ICML 2026

Trajectory Consistency for One-Step Generation on Euler Mean Flows

Direct dataset supervision for long flow maps, without Jacobian-vector products.

Euler Mean Flow one-step generation results across images and 3D tasks
Euler Mean Flows support one-step and few-step generation across latent-space images, pixel-space images, SDF-based 3D geometry, and point clouds. The 2D SDF validation is shown last.

Highlights

01

Long flow maps receive direct data supervision without JVPs.

02

Euler Mean Flow replaces difficult consistency with a local linear surrogate.

03

First \(x_1\)-prediction formulation enabling one-step pixel-space generation in this framework.

Abstract

We propose Euler Mean Flows (EMF), a flow-based generative framework for one-step and few-step generation that enforces long-range trajectory consistency with minimal sampling cost. EMF replaces the hard-to-supervise trajectory consistency constraint with a principled linear surrogate that enables direct data supervision for long-horizon flow-map compositions.

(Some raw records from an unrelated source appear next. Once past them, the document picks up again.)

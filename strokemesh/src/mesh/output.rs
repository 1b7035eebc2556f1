//! Mesh output implementation
use super::Mesh;
use std::io::{BufWriter, Write};

impl<M> Mesh<M> {
    /// Writes a binary STL to the given output
    ///
    /// STL has no room for normals or texture coordinates, so only positions
    /// are written; facet normals are recomputed from the winding.
    pub fn write_stl<F: std::io::Write>(
        &self,
        out: &mut F,
    ) -> Result<(), crate::Error> {
        // We're going to do many small writes and will typically be writing to
        // a file, so using a `BufWriter` saves excessive syscalls.
        let mut out = BufWriter::new(out);
        const HEADER: &[u8] = b"Binary STL file exported by Strokemesh";
        static_assertions::const_assert!(HEADER.len() <= 80);
        out.write_all(HEADER)?;
        out.write_all(&[0u8; 80 - HEADER.len()])?;
        out.write_all(&(self.triangles.len() as u32).to_le_bytes())?;
        for t in &self.triangles {
            let normal = self.face_normal(t);
            let normal = normal.try_normalize(0.0).unwrap_or(normal);
            for p in &normal {
                out.write_all(&p.to_le_bytes())?;
            }
            for v in t {
                for p in &self.vertices[*v].pos {
                    out.write_all(&p.to_le_bytes())?;
                }
            }
            out.write_all(&[0u8; std::mem::size_of::<u16>()])?; // attributes
        }
        out.flush()?;
        Ok(())
    }

    /// Writes a Wavefront OBJ to the given output
    ///
    /// Positions, texture coordinates, and normals are all written, sharing
    /// the same index for each vertex.
    pub fn write_obj<F: std::io::Write>(
        &self,
        out: &mut F,
    ) -> Result<(), crate::Error> {
        let mut out = BufWriter::new(out);
        writeln!(out, "# exported by Strokemesh")?;
        for v in &self.vertices {
            writeln!(out, "v {} {} {}", v.pos.x, v.pos.y, v.pos.z)?;
        }
        for v in &self.vertices {
            writeln!(out, "vt {} {}", v.uv.x, v.uv.y)?;
        }
        for v in &self.vertices {
            writeln!(out, "vn {} {} {}", v.normal.x, v.normal.y, v.normal.z)?;
        }
        for t in &self.triangles {
            // OBJ indices are 1-based
            let [a, b, c] = [t.x + 1, t.y + 1, t.z + 1];
            writeln!(out, "f {a}/{a}/{a} {b}/{b}/{b} {c}/{c}/{c}")?;
        }
        out.flush()?;
        Ok(())
    }
}

#[cfg(test)]
mod test {
    use crate::mesh::{build_point_cloud_mesh, build_tube_mesh};
    use nalgebra::Vector3;

    #[test]
    fn stl_size() {
        let mesh = build_point_cloud_mesh(&[0.0, 0.0, 0.0, 1.0], ()).unwrap();
        let mut out = vec![];
        mesh.write_stl(&mut out).unwrap();
        assert_eq!(out.len(), 84 + 12 * 50);
        assert_eq!(u32::from_le_bytes(out[80..84].try_into().unwrap()), 12);
    }

    #[test]
    fn obj_lines() {
        let points = [Vector3::zeros(), Vector3::new(0.0, 0.0, 1.0)];
        let mesh = build_tube_mesh(0.1, &points, ()).unwrap();
        let mut out = vec![];
        mesh.write_obj(&mut out).unwrap();
        let text = String::from_utf8(out).unwrap();
        let count = |prefix: &str| {
            text.lines().filter(|l| l.starts_with(prefix)).count()
        };
        assert_eq!(count("v "), mesh.vertices.len());
        assert_eq!(count("vt "), mesh.vertices.len());
        assert_eq!(count("vn "), mesh.vertices.len());
        assert_eq!(count("f "), mesh.triangles.len());
        assert!(text.lines().any(|l| l == "f 1/1/1 11/11/11 2/2/2"));
    }
}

The resulting JVP-free training framework supports both \(u\)-prediction and \(x_1\)-prediction variants, avoiding explicit Jacobian computations while reducing memory and compute. We validate EMF on image synthesis, particle-based geometry generation, and functional generation tasks, with improved stability and sample quality under fixed sampling budgets.

Core Motivation

Can long flow maps receive direct data supervision without using JVPs?

The goal is not merely to improve MeanFlow. The central question is whether long flow maps can be trained from dataset supervision while avoiding the Jacobian-vector products required by continuous formulations.

Trajectory consistency is indirect

Trajectory consistency is a fundamental property of flow maps: composing shorter maps should agree with the corresponding long map.

\[ \mathcal L^{TC} = \mathbb E\left[ \left\| \psi^\theta_{t\to r}(x_t) - \psi^\theta_{s\to r}\!\left( \psi^\theta_{t\to s}(x_t)\right) \right\|^2 \right]. \]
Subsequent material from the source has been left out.